CUDA
CUDA (Compute Unified Device Architecture) is an extension of C++ (and also a lot of other languages like Fortran, Java, and Python) designed for writing programs that leverage GPUs for accelerating functions.
Introduced in 2006 with NVIDIA’s Tesla architecture, CUDA’s success relies on understanding GPU organization. CUDA is composed of software (language, API, and runtime), firmware (drivers and runtime), and hardware (CUDA-enabled GPU).
CUDA provides two main APIs for GPU device management:
- the CUDA Driver
- CUDA Runtime, which are mutually exclusive. On top of these, CUDA includes libraries for executing popular algorithms and functions, enhancing productivity and performance.
CUDA libraries
Examples of CUDA GPU-accelerated libraries to optimize performance and enhance software productivity are:
- Math Libraries: cuBLAS, cuFFT, CUDA Math Library, etc.

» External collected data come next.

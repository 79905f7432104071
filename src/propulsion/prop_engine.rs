use log::{debug, warn};

use crate::error::{FdmError, Result, SolveError};
use crate::physics::Atmo;
use crate::units::RPM2RAD;
use super::engine::{Engine, EngineControls};
use super::propeller::Propeller;

// ---------------------------------------------------------------------------
// Engine + propeller on a common shaft
// ---------------------------------------------------------------------------

/// Shaft speed at construction, about 500 rpm.
const INITIAL_OMEGA: f64 = 52.3;
/// Fixed-pitch equilibrium search starts here and works upward.
const SEARCH_START_OMEGA: f64 = 52.0;
/// Cold-start shaft speed after `init`.
const COLD_OMEGA: f64 = 0.01;
/// Lowest shaft speed a fixed-pitch equilibrium search will go.
const MIN_STABLE_OMEGA: f64 = 60.0 * RPM2RAD;
const MAX_STABILIZE_ITERS: usize = 10_000;
/// Governor pitch change per step when far from the target torque.
const GOVERNOR_RATE: f64 = 1.04;

#[derive(Debug, Clone)]
pub struct PropEngine {
    prop: Propeller,
    engine: Engine,
    moment: f64,          // kg·m^2, sign gives rotation direction
    gear_ratio: f64,      // prop speed / engine speed
    contra: bool,
    governor: Option<(f64, f64)>, // min/max target shaft speed, rad/s
    controls: EngineControls,
    advance: f64,
    omega: f64,           // rad/s

    // Outputs of the last integrate
    thrust: f64,          // N along the thrust axis
    engine_torque: f64,   // N·m
    prop_torque: f64,     // N·m at the engine shaft
    fuel_flow: f64,       // kg/s
}

impl PropEngine {
    pub fn omega(&self) -> f64 { self.omega }
    pub fn set_omega(&mut self, omega: f64) { self.omega = omega; }
    pub fn thrust(&self) -> f64 { self.thrust }
    pub fn fuel_flow(&self) -> f64 { self.fuel_flow }
    pub fn engine(&self) -> &Engine { &self.engine }
    pub fn propeller(&self) -> &Propeller { &self.prop }
    pub fn propeller_mut(&mut self) -> &mut Propeller { &mut self.prop }
    pub fn controls(&self) -> &EngineControls { &self.controls }
    pub fn controls_mut(&mut self) -> &mut EngineControls { &mut self.controls }
    pub fn is_running(&self) -> bool { self.engine.is_running() }
    pub fn is_cranking(&self) -> bool { self.engine.is_cranking() }
    pub fn is_variable(&self) -> bool { self.governor.is_some() }

    /// Governor setting, 0 (min rpm) to 1 (max rpm).
    pub fn set_advance(&mut self, advance: f64) {
        self.advance = advance.clamp(0.0, 1.0);
    }

    /// Manual pitch lever, 0..1. Ignored unless the propeller is in
    /// manual mode.
    pub fn set_prop_pitch(&mut self, pitch: f64) {
        if self.prop.is_manual() {
            self.prop.set_prop_pitch(pitch);
        }
    }

    /// Reaction torque on the airframe along the thrust axis. The engine,
    /// not the propeller, is what pushes on the mount.
    pub fn axial_torque(&self) -> f64 {
        if self.contra {
            0.0
        } else if self.moment < 0.0 {
            self.engine_torque
        } else {
            -self.engine_torque
        }
    }

    /// Angular momentum of the rotating parts along the thrust axis.
    pub fn angular_momentum(&self) -> f64 {
        if self.contra {
            0.0
        } else {
            self.omega * self.moment
        }
    }

    /// Cold and dark: shaft nearly stopped, starter and magnetos off.
    pub fn init(&mut self) {
        self.omega = COLD_OMEGA;
        self.controls.starter = false;
        self.controls.magnetos = 0;
        self.engine.apply_controls(&self.controls);
    }

    fn target_omega(&self) -> Option<f64> {
        self.governor
            .map(|(min, max)| min + self.advance * (max - min))
    }

    /// Shaft torque absorbed by the propeller, referred to the engine.
    fn prop_load(&self, air: &Atmo, speed: f64) -> (f64, f64) {
        let (thrust, torque) = self.prop.calc(air.density, speed, self.omega * self.gear_ratio);
        (thrust, torque * self.gear_ratio)
    }

    /// Advance the shaft by one explicit Euler step of `dt` at axial
    /// airspeed `speed`.
    pub fn integrate(&mut self, dt: f64, air: &Atmo, speed: f64) {
        self.engine.apply_controls(&self.controls);

        let (thrust, prop_torque) = self.prop_load(air, speed);
        self.engine.calc(air, self.omega);
        self.engine.integrate(dt);
        let engine_torque = self.engine.torque();

        self.thrust = thrust;
        self.engine_torque = engine_torque;
        self.prop_torque = prop_torque;
        self.fuel_flow = self.engine.fuel_flow();

        self.omega += dt * (engine_torque - prop_torque) / self.moment.abs();
        // Windmilling is not modelled; a reversed shaft just spins forward.
        if self.omega < 0.0 {
            self.omega = -self.omega;
        }

        // Governor: assume torque goes as rpm squared and seek the pitch
        // that balances engine torque at the target speed.
        if let Some(target) = self.target_omega() {
            if dt > 0.0 && !self.prop.is_manual() {
                let ratio2 = (self.omega * self.omega) / (target * target);
                let target_torque = engine_torque * ratio2;
                let mut factor = if prop_torque < target_torque {
                    GOVERNOR_RATE
                } else {
                    1.0 / GOVERNOR_RATE
                };
                // Scale as an acceleration so big props seek no faster
                let diff = ((prop_torque - target_torque) / self.moment).abs();
                if diff < 10.0 {
                    factor = 1.0 + (factor - 1.0) * (0.1 * diff);
                }
                self.prop.mod_pitch(factor);
            }
        }
    }

    /// Find the equilibrium shaft speed (fixed pitch) or pitch (governed)
    /// with both magnetos live.
    pub fn stabilize(&mut self, air: &Atmo, speed: f64) -> std::result::Result<(), SolveError> {
        let saved = self.controls;
        self.controls.magnetos = 3;
        self.engine.apply_controls(&self.controls);

        let target = self.target_omega();
        match target {
            Some(t) => {
                self.omega = t;
                self.prop.mod_pitch(1e6);
            }
            None => self.omega = SEARCH_START_OMEGA,
        }

        let result = self.seek_equilibrium(air, speed, target.is_some());
        self.controls = saved;
        self.engine.apply_controls(&self.controls);
        result
    }

    fn seek_equilibrium(&mut self, air: &Atmo, speed: f64, governed: bool) -> std::result::Result<(), SolveError> {
        let mut going_up = false;
        let mut step = 10.0;
        for iter in 0..MAX_STABILIZE_ITERS {
            let (thrust, prop_torque) = self.prop_load(air, speed);
            // Slow engine states (spool, boost) settle before reading torque
            self.engine.calc(air, self.omega);
            self.engine.stabilize();
            self.engine.calc(air, self.omega);
            let engine_torque = self.engine.torque();
            let tdiff = engine_torque - prop_torque;

            self.thrust = thrust;
            self.engine_torque = engine_torque;
            self.prop_torque = prop_torque;
            self.fuel_flow = self.engine.fuel_flow();

            if (tdiff / self.moment).abs() < 0.1 {
                debug!(
                    "prop stabilized in {iter} iterations: omega={:.1} rad/s j0={:.4}",
                    self.omega,
                    self.prop.j0()
                );
                return Ok(());
            }

            if tdiff > 0.0 {
                if !going_up {
                    step *= 0.5;
                }
                going_up = true;
                if governed {
                    self.prop.mod_pitch(1.0 + step * 0.005);
                } else {
                    self.omega += step;
                }
            } else {
                if going_up {
                    step *= 0.5;
                }
                going_up = false;
                if governed {
                    self.prop.mod_pitch(1.0 - step * 0.005);
                } else {
                    self.omega -= step;
                    if self.omega < MIN_STABLE_OMEGA {
                        warn!("prop equilibrium below {:.1} rad/s, holding at the floor", MIN_STABLE_OMEGA);
                        self.omega = MIN_STABLE_OMEGA;
                        return Ok(());
                    }
                }
            }
        }
        Err(SolveError::Stabilize(MAX_STABILIZE_ITERS))
    }
}

// ---------------------------------------------------------------------------
// Builder
// ---------------------------------------------------------------------------

pub struct PropEngineBuilder {
    prop: Propeller,
    engine: Engine,
    moment: f64,
    gear_ratio: f64,
    contra: bool,
    governor: Option<(f64, f64)>,
    manual_pitch: bool,
}

impl PropEngineBuilder {
    pub fn new(prop: Propeller, engine: impl Into<Engine>, moment: f64) -> Self {
        Self {
            prop,
            engine: engine.into(),
            moment,
            gear_ratio: 1.0,
            contra: false,
            governor: None,
            manual_pitch: false,
        }
    }

    pub fn gear_ratio(mut self, v: f64) -> Self { self.gear_ratio = v; self }
    pub fn contra(mut self, v: bool) -> Self { self.contra = v; self }
    pub fn manual_pitch(mut self) -> Self { self.manual_pitch = true; self }

    /// Constant-speed propeller governed between `min` and `max` rad/s.
    pub fn variable_prop(mut self, min: f64, max: f64) -> Self {
        self.governor = Some((min, max));
        self
    }

    pub fn build(mut self) -> Result<PropEngine> {
        if self.moment == 0.0 || !self.moment.is_finite() {
            return Err(FdmError::invalid("propeller.moment", "moment of inertia must be non-zero"));
        }
        if !(self.gear_ratio > 0.0) {
            return Err(FdmError::invalid("propeller.gear-ratio", format!("{} must be positive", self.gear_ratio)));
        }
        if let Some((min, max)) = self.governor {
            if min >= max {
                return Err(FdmError::invalid("propeller.governor", format!("min {min} >= max {max}")));
            }
        }
        if self.manual_pitch {
            self.prop.set_manual_pitch();
        }
        Ok(PropEngine {
            prop: self.prop,
            engine: self.engine,
            moment: self.moment,
            gear_ratio: self.gear_ratio,
            contra: self.contra,
            governor: self.governor,
            controls: EngineControls::default(),
            advance: 1.0,
            omega: INITIAL_OMEGA,
            thrust: 0.0,
            engine_torque: 0.0,
            prop_torque: 0.0,
            fuel_flow: 0.0,
        })
    }
}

- Parallel Algorithm Libraries: Thrust
- Image and Video Libraries: nvJPEG, Video Codec SDK
- Communication Libraries: NVSHMEM, NCCL
- Deep Learning Libraries: cuDNN, TensorRT
- Partner Libraries: OpenCV, Ffmpeg, ArrayFire
Detailed list and more info: NVIDIA GPU-accelerated libraries
Common Library Workflow:
- Create a library-specific handle
- Allocate device memory for inputs/outputs.
- Format inputs to library-specific formats.
- Execute the library function.
- Retrieve outputs and convert them if necessary.
- Release CUDA resources and continue with the application.